Art-music is a difficult concept to define. The distinction between art music and folk music is indeed blurred and, as a result, is difficult to articulate. For this project, we used the following criteria to distinguish art music from popular, traditional and folk music (styles which, again, are not covered here, being already well-represented elsewhere). These criteria do not arise from elitist intentions and are outlined in order to demonstrate clearly which works are included in the scope of this work:

  • Art-music descends from the western classical tradition.
  • Art-music may draw inspiration from or make use of melodies from folk music or dance tunes, as composers have done throughout history. But, while the subject matter may be borrowed from the folk or popular traditions, the style remains formal, often with advanced musical structure.
  • Art-music is fully composed. Parts are arranged and written in western staff notation. Music preserved only by oral tradition and not fixed in a written medium does not qualify. (This criterion serves to distinguish classical music of non-western traditions).
  • All parts are played as written. Interpretation, as opposed to improvisation, is the dominant focus of the performer. (Accordingly, music played from a lead sheet or a jazz chart is excluded under this definition).
  • The composition and performance or interpretation of art-music requires specialized skill and knowledge, unique to the classical style.
  • The experiential focus of art-music is on listening to the performance as opposed to physical engagement such as dancing.

Art-Music excludes the influence and continued wide use of classical European religious music in the form of Hymns, Carols and Organ music in the Caribbean religious world.

Art-Music in Barbados

Barbados, the easternmost of all the Caribbean islands, was established as a British colony in 1627 and control of the island did not change hands during the colonial period (Bilby, 2008). Barbados remained solely under British control until gaining independence in 1966 and today remains part of the British Commonwealth (Gragg, 2005).

Colonizers quickly created a plantation economy, supported by large numbers of imported African slaves, with sugar cultivation as its major cash crop (Gragg, 2005). The Barbados sugar industry was hugely lucrative for Great Britain, rendering Barbados one of its most valuable colonies (Gragg, 2005). Owing much to its dual heritage, Barbadian culture is a mix of primarily African and British traditions.

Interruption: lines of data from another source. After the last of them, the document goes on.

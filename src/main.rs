mod agent;
mod coach;
mod config_manager;
mod error;
mod relay;
mod routes;
mod state;

use anyhow::Result;
use clap::Parser;
use tracing::info;
use tracing_subscriber::EnvFilter;

use agent::stateless_llm::GeminiLLM;
use config_manager::Config;
use state::AppState;

#[derive(Parser, Debug)]
#[command(name = "coach-relay")]
#[command(author, version, about, long_about = None)]
struct Cli {
    /// Print the Gemini models the configured key can use, then exit
    #[arg(long)]
    list_models: bool,
}

#[tokio::main]
async fn main() -> Result<()> {
    let cli = Cli::parse();

    let filter = EnvFilter::try_from_default_env()
        .unwrap_or_else(|_| EnvFilter::new("coach_relay=debug,tower_http=debug"));
    tracing_subscriber::fmt().with_env_filter(filter).init();

    let config = Config::from_environment()?;

    if cli.list_models {
        let llm = GeminiLLM::new(&config.llm_config)?;
        for name in llm.list_models().await? {
            println!("{}", name);
        }
        return Ok(());
    }

    info!(
        "Coaches: model={}, seed_prompt_history={}, allowed_origins={:?}",
        config.llm_config.model,
        config.coach_config.seed_prompt_history,
        config.system_config.allowed_origins
    );

    let addr = config.system_config.socket_addr()?;
    let app_state = AppState::new(config)?;
    let app = routes::build_app(app_state);

    info!("Starting server on {}", addr);
    let listener = tokio::net::TcpListener::bind(addr).await?;
    axum::serve(listener, app).await?;

    Ok(())
}
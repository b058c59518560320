//! API error handling

use axum::{
    extract::rejection::JsonRejection,
    http::StatusCode,
    response::{IntoResponse, Response},
    Json,
};
use serde_json::json;

pub const TEXT_REQUIRED: &str = "Text is required";
pub const METHOD_NOT_ALLOWED: &str = "Method not allowed. Please use POST.";

/// Error returned before any stream is opened
#[derive(Debug)]
pub struct ApiError {
    pub status: StatusCode,
    pub message: String,
}

impl ApiError {
    pub fn bad_request(msg: impl Into<String>) -> Self {
        Self {
            status: StatusCode::BAD_REQUEST,
            message: msg.into(),
        }
    }

    pub fn method_not_allowed() -> Self {
        Self {
            status: StatusCode::METHOD_NOT_ALLOWED,
            message: METHOD_NOT_ALLOWED.to_string(),
        }
    }
}

impl IntoResponse for ApiError {
    fn into_response(self) -> Response {
        (self.status, Json(json!({ "error": self.message }))).into_response()
    }
}

impl From<JsonRejection> for ApiError {
    fn from(rejection: JsonRejection) -> Self {
        ApiError::bad_request(rejection.body_text())
    }
}
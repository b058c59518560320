use std::fs;
use std::path::Path;
use anyhow::Result;
use regex::Regex;
use tracing::warn;

/// Read a text file, tolerating a UTF-8 BOM and replacing invalid bytes.
pub fn load_text_file(path: &Path) -> Result<String> {
    let bytes = fs::read(path)
        .map_err(|e| anyhow::anyhow!("Failed to read {}: {}", path.display(), e))?;

    // `decode` sniffs and strips the BOM.
    let (cow, _, had_errors) = encoding_rs::UTF_8.decode(&bytes);
    if had_errors {
        warn!("{} is not valid UTF-8, invalid bytes were replaced", path.display());
    }

    Ok(cow.into_owned())
}

/// Replace `${VAR_NAME}` references using `lookup`. Unknown variables are
/// left untouched.
pub fn substitute_env_vars<F>(content: &str, lookup: F) -> Result<String>
where
    F: Fn(&str) -> Option<String>,
{
    let pattern = Regex::new(r"\$\{(\w+)\}")?;
    let replaced = pattern.replace_all(content, |caps: &regex::Captures| {
        lookup(&caps[1]).unwrap_or_else(|| caps[0].to_string())
    });
    Ok(replaced.into_owned())
}

/// Read a configuration file with environment variable substitution.
pub fn read_config_text<F>(path: &Path, lookup: F) -> Result<String>
where
    F: Fn(&str) -> Option<String>,
{
    if !path.exists() {
        anyhow::bail!("Configuration file not found: {}", path.display());
    }

    let content = load_text_file(path)?;
    if content.trim().is_empty() {
        anyhow::bail!("Configuration file is empty: {}", path.display());
    }

    substitute_env_vars(&content, lookup)
}
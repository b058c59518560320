use std::sync::Arc;
use tracing::info;

use crate::agent::stateless_llm::{GeminiLLM, LlmError, StatelessLLMInterface};
use crate::config_manager::LlmConfig;

/// Factory for creating stateless LLM instances
pub struct StatelessLLMFactory;

impl StatelessLLMFactory {
    /// Create an LLM for `config.provider`, bound to `config.model`.
    pub fn create_llm(config: &LlmConfig) -> Result<Arc<dyn StatelessLLMInterface>, LlmError> {
        info!("Initializing LLM: {} ({})", config.provider, config.model);

        match config.provider.as_str() {
            "gemini_llm" => Ok(Arc::new(GeminiLLM::new(config)?)),
            other => Err(LlmError::Configuration(format!(
                "Unsupported LLM provider: {}",
                other
            ))),
        }
    }
}
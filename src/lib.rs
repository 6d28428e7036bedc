//! amz-reviews - Harvest every 5-star review of an Amazon product
//!
//! Starts from a product page, follows the "see all reviews" link, then walks
//! the review listing page by page until the last "Next" link.

pub mod amazon;
pub mod commands;
pub mod config;
pub mod error;
pub mod format;
pub mod harvest;

pub use amazon::models::{Harvest, HarvestResponse, HarvestStatus, ReviewRecord};
pub use config::Config;
pub use error::HarvestError;
pub use harvest::HarvestWalker;
//! Row layout of a review block.
//!
//! A review block is a container whose element children are rows: a header
//! (rating, title, date), an author row, a purchase-badge row, a "this review
//! is from" row and the body. Some blocks carry an extra helpful-votes row right after the header,
//! which pushes every following row down by one. Each block is classified on
//! its own and its rows are then looked up through [`BlockVariant::layout`].

use crate::amazon::selectors::reviews::HELPFUL_PHRASE;
use scraper::ElementRef;

/// Structural variant of a single review block.
#[derive(Debug, Clone, Copy, PartialEq, Eq)]
pub enum BlockVariant {
    Standard,
    WithHelpfulNotice,
}

/// Element-child index of each row used for extraction.
#[derive(Debug, Clone, Copy, PartialEq, Eq)]
pub struct FieldLayout {
    pub header: usize,
    pub author: usize,
    pub body: usize,
}

const STANDARD: FieldLayout = FieldLayout { header: 0, author: 1, body: 4 };

const WITH_HELPFUL_NOTICE: FieldLayout = FieldLayout { header: 0, author: 2, body: 5 };

impl BlockVariant {
    /// Classifies a block by the row immediately following its header.
    pub fn classify(block: ElementRef) -> Self {
        let after_header = rows(block).nth(STANDARD.header + 1);

        match after_header {
            Some(row) if row.text().collect::<String>().contains(HELPFUL_PHRASE) => {
                BlockVariant::WithHelpfulNotice
            }
            _ => BlockVariant::Standard,
        }
    }

    /// Returns the row positions for this variant.
    pub const fn layout(self) -> FieldLayout {
        match self {
            BlockVariant::Standard => STANDARD,
            BlockVariant::WithHelpfulNotice => WITH_HELPFUL_NOTICE,
        }
    }
}

/// Element children of a block, in document order. Text nodes are not rows.
pub fn rows<'a>(block: ElementRef<'a>) -> impl Iterator<Item = ElementRef<'a>> + 'a {
    block.children().filter_map(ElementRef::wrap)
}

/// Returns the row at `index`, if the block has that many rows.
pub fn row(block: ElementRef<'_>, index: usize) -> Option<ElementRef<'_>> {
    rows(block).nth(index)
}
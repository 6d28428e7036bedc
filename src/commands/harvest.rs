//! Review harvest command implementation.

use crate::amazon::models::HarvestResponse;
use crate::amazon::{AmazonClient, PageSource};
use crate::config::Config;
use crate::format::Formatter;
use crate::harvest::HarvestWalker;
use anyhow::{Context, Result};
use tokio_util::sync::CancellationToken;
use tracing::{debug, info};

/// Result of a harvest command: the response and its rendering.
#[derive(Debug, Clone)]
pub struct HarvestOutput {
    pub response: HarvestResponse,
    pub rendered: String,
    /// Status line for formats whose rendering leaves it out (CSV)
    pub status_line: Option<String>,
}

/// Harvests the 5-star reviews of one product.
pub struct HarvestCommand {
    config: Config,
}

impl HarvestCommand {
    /// Creates a new harvest command.
    pub fn new(config: Config) -> Self {
        Self { config }
    }

    /// Runs the harvest and returns formatted output.
    pub async fn execute(&self, product: &str, cancel: CancellationToken) -> Result<HarvestOutput> {
        let client =
            AmazonClient::new(&self.config).await.context("Failed to create HTTP client")?;

        self.execute_with_client(&client, product, cancel).await
    }

    /// Runs the harvest with a provided client (for testing).
    pub async fn execute_with_client(
        &self,
        client: &impl PageSource,
        product: &str,
        cancel: CancellationToken,
    ) -> Result<HarvestOutput> {
        let product_url = product_url(product)?;
        info!("Harvesting 5-star reviews for {}", product_url);

        // Deadline cancels the walk between pages
        let deadline = self.config.timeout().map(|timeout| {
            debug!("Harvest deadline: {:?}", timeout);
            let token = cancel.clone();
            tokio::spawn(async move {
                tokio::time::sleep(timeout).await;
                token.cancel();
            })
        });

        let outcome =
            HarvestWalker::new(client).with_cancellation(cancel).harvest(&product_url).await;

        if let Some(deadline) = deadline {
            deadline.abort();
        }

        let response = HarvestResponse::from_outcome(outcome);
        info!("{}", response.message);

        let formatter = Formatter::new(self.config.format);
        let rendered = formatter.format_response(&response);
        let status_line =
            (!formatter.carries_status()).then(|| formatter.status_line(&response));
        Ok(HarvestOutput { response, rendered, status_line })
    }
}

/// Accepts a product page URL or a bare ASIN.
fn product_url(product: &str) -> Result<String> {
    let product = product.trim();

    if product.starts_with("http://") || product.starts_with("https://") {
        url::Url::parse(product).with_context(|| format!("Invalid product URL: '{}'", product))?;
        return Ok(product.to_string());
    }

    // ASIN: 10 alphanumeric characters
    let asin = product.to_uppercase();
    if asin.len() != 10 || !asin.chars().all(|c| c.is_ascii_alphanumeric()) {
        anyhow::bail!(
            "Invalid product: '{}'. Pass a product page URL or a 10-character ASIN.",
            product
        );
    }

    Ok(format!("https://www.amazon.com/dp/{}", asin))
}
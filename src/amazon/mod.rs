//! Amazon-specific modules for HTTP client, parsing, and data models.

pub mod client;
pub mod layout;
pub mod models;
pub mod parser;
pub mod selectors;

pub use client::{AmazonClient, PageSource};
pub use models::{Harvest, HarvestResponse, HarvestStatus, ReviewRecord};
pub use parser::Parser;
//! HTML parser for Amazon product pages and review listing pages.

use crate::amazon::layout::{self, BlockVariant};
use crate::amazon::models::{PageReviews, ReviewRecord};
use crate::amazon::selectors::{errors, pagination, product, reviews};
use crate::error::HarvestError;
use scraper::{ElementRef, Html, Selector};
use tracing::{debug, trace, warn};

/// Parser for Amazon review pages. Holds no state between pages.
#[derive(Debug, Clone, Copy, Default)]
pub struct Parser;

impl Parser {
    /// Creates a new parser.
    pub fn new() -> Self {
        Self
    }

    /// Finds the `href` of the "see all reviews" link on a product page.
    pub fn locate_reviews_url(&self, product_page: &Html) -> Result<String, HarvestError> {
        let href = product_page
            .select(&product::REVIEWS_LINK)
            .next()
            .and_then(|link| link.value().attr("href"))
            .filter(|href| !href.is_empty())
            .ok_or(HarvestError::EntryPointNotFound)?;

        debug!("Review listing entry point: {}", href);
        Ok(href.to_string())
    }

    /// Extracts every 5-star review on a listing page, in document order.
    ///
    /// Blocks missing a field are skipped and counted; a page without any
    /// 5-star block yields an empty result.
    pub fn extract_reviews(&self, page: &Html) -> PageReviews {
        let mut result = PageReviews::default();

        for block in self.review_blocks(page, &mut result.skipped) {
            match self.parse_block(block) {
                Ok(review) => {
                    trace!("Parsed review: {} by {}", review.title, review.author);
                    result.reviews.push(review);
                }
                Err(e) => {
                    warn!("Skipping review block: {}", e);
                    result.skipped += 1;
                }
            }
        }

        debug!(
            "Extracted {} 5-star reviews ({} malformed blocks skipped)",
            result.reviews.len(),
            result.skipped
        );

        result
    }

    /// Returns the `href` of the next listing page, if the page has one.
    ///
    /// Looks at the last link of the pagination control: it leads to the
    /// next page only when its text contains "Next".
    pub fn next_page_url(&self, page: &Html) -> Option<String> {
        let Some(last_link) = page.select(&pagination::PAGING).find_map(|paging| {
            paging
                .children()
                .filter_map(ElementRef::wrap)
                .filter(|e| e.value().name() == "a")
                .last()
        }) else {
            debug!("No pagination links, last page reached");
            return None;
        };

        let label = last_link.text().collect::<String>();
        if !label.contains(pagination::NEXT_LABEL) {
            debug!("Last pagination link is {:?}, last page reached", label);
            return None;
        }

        last_link.value().attr("href").map(String::from)
    }

    /// Checks for CAPTCHA or error pages served in place of content.
    pub fn check_for_errors(&self, document: &Html) -> anyhow::Result<()> {
        if document.select(&errors::CAPTCHA).next().is_some() {
            anyhow::bail!(
                "CAPTCHA detected. Amazon is blocking requests. \
                Try using a proxy or waiting before retrying."
            );
        }

        if document.select(&errors::DOG_PAGE).next().is_some() {
            anyhow::bail!(
                "Amazon error page detected (503). \
                The service may be temporarily unavailable."
            );
        }

        Ok(())
    }

    /// Collects the review block of every 5-star indicator, once per block.
    fn review_blocks<'a>(&self, page: &'a Html, skipped: &mut usize) -> Vec<ElementRef<'a>> {
        let mut blocks: Vec<ElementRef<'a>> = Vec::new();

        for indicator in page.select(&reviews::FIVE_STAR) {
            let Some(block) =
                indicator.ancestors().nth(reviews::BLOCK_DEPTH - 1).and_then(ElementRef::wrap)
            else {
                warn!("5-star indicator outside of any review block");
                *skipped += 1;
                continue;
            };

            if !blocks.contains(&block) {
                blocks.push(block);
            }
        }

        blocks
    }

    /// Reads title, date, author and body from one review block.
    fn parse_block(&self, block: ElementRef) -> Result<ReviewRecord, HarvestError> {
        let variant = BlockVariant::classify(block);
        let rows = variant.layout();
        trace!("Review block variant: {:?}", variant);

        let header = layout::row(block, rows.header).ok_or_else(|| malformed("header row"))?;
        let title = first_text(header, &reviews::TITLE).ok_or_else(|| malformed("title"))?;
        let date = first_text(header, &reviews::DATE).ok_or_else(|| malformed("date"))?;

        let author_row = layout::row(block, rows.author).ok_or_else(|| malformed("author row"))?;
        let author = first_text(author_row, &reviews::AUTHOR).ok_or_else(|| malformed("author"))?;

        let body = layout::row(block, rows.body)
            .map(|row| row.text().collect::<String>())
            .ok_or_else(|| malformed("body row"))?;

        Ok(ReviewRecord { title, date, author, body })
    }
}

fn first_text(scope: ElementRef, selector: &Selector) -> Option<String> {
    scope.select(selector).next().map(|e| e.text().collect())
}

fn malformed(field: &str) -> HarvestError {
    HarvestError::MalformedReviewBlock(format!("missing {}", field))
}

Unique forms of indigenous folk music include tuk and spouge music. Tuk music, a local version of the comm on fife-and-drum marching band, dates back to the 18th century (Bilby, 2008). Tuk music is “lively, with an intricate, pulsating and quick rhythm” (Marshall & Watson, 2008, p. 347). Spouge is a 20th century development (Best, 2005).

The Crop Over festival, which originated during colonial times as a harvest festival and which was revived in the 1970s as both a cultural and commercial event, provides an annual venue for traditional and popular music as well as other cultural activities. Calypso is a promi nent feature of Crop Over (“Barbados Crop Over,” 2013). The Landship, founded in the 19th century, conducts parades of music and dance, loosely patterned after the British navy. “Dances during Landship parades … typify European-African fusion: the British military march, jig, hornpipe, and maypole dance of the village green combine with African cross-rhythms and improvisation” (Millington, 1998, p. 819).

James A Millington (1947-19__), a black New York-trained concert violinist, performed at St Michael’s Cathedral in the 1930s. On his arrival at the cathedral for the first performance, crowds were clamouring to be admitted and he had difficulty in persuading them that he was a performer and should be given priority to enter. Performers were expected to be white. James and Gerald Hudson (the British organist at St Michael’s Cathedral) got together under the name “Black and White Whiskey Dogs” and played at concerts around the Caribbean. James also became involved in teaching the violin at his studio in Spry Street. It was not until 1949, when he was appointed visiting master at Combermere School, that a trained musician taught music at a school in the island (Millington, 2005, p.114). Then in 1958 the University of the West Indies (as it was to become) invited the highly skilled musician John George Fletcher, born of Grenadian and Scottish parents, to start a music program at Mona, Jamaica. However, due to lack of funding and resources the project could not get off the ground and at the same time Fletcher was offered a similar position at Combermere, where he continued Millington’s work and spent the next thirty years developing the music program at that school. Because of his wide travels throughout the organ world and his many friendships with great organist and musicians from Europe, Canada and America there followed an era of musical exchange where the musical forces would come to Barbados and impart their talents to a hungry audience and in-turn he took his skills and choir of St. Michael’s Cathedral out to these continents to share their music (Greaves, 2010).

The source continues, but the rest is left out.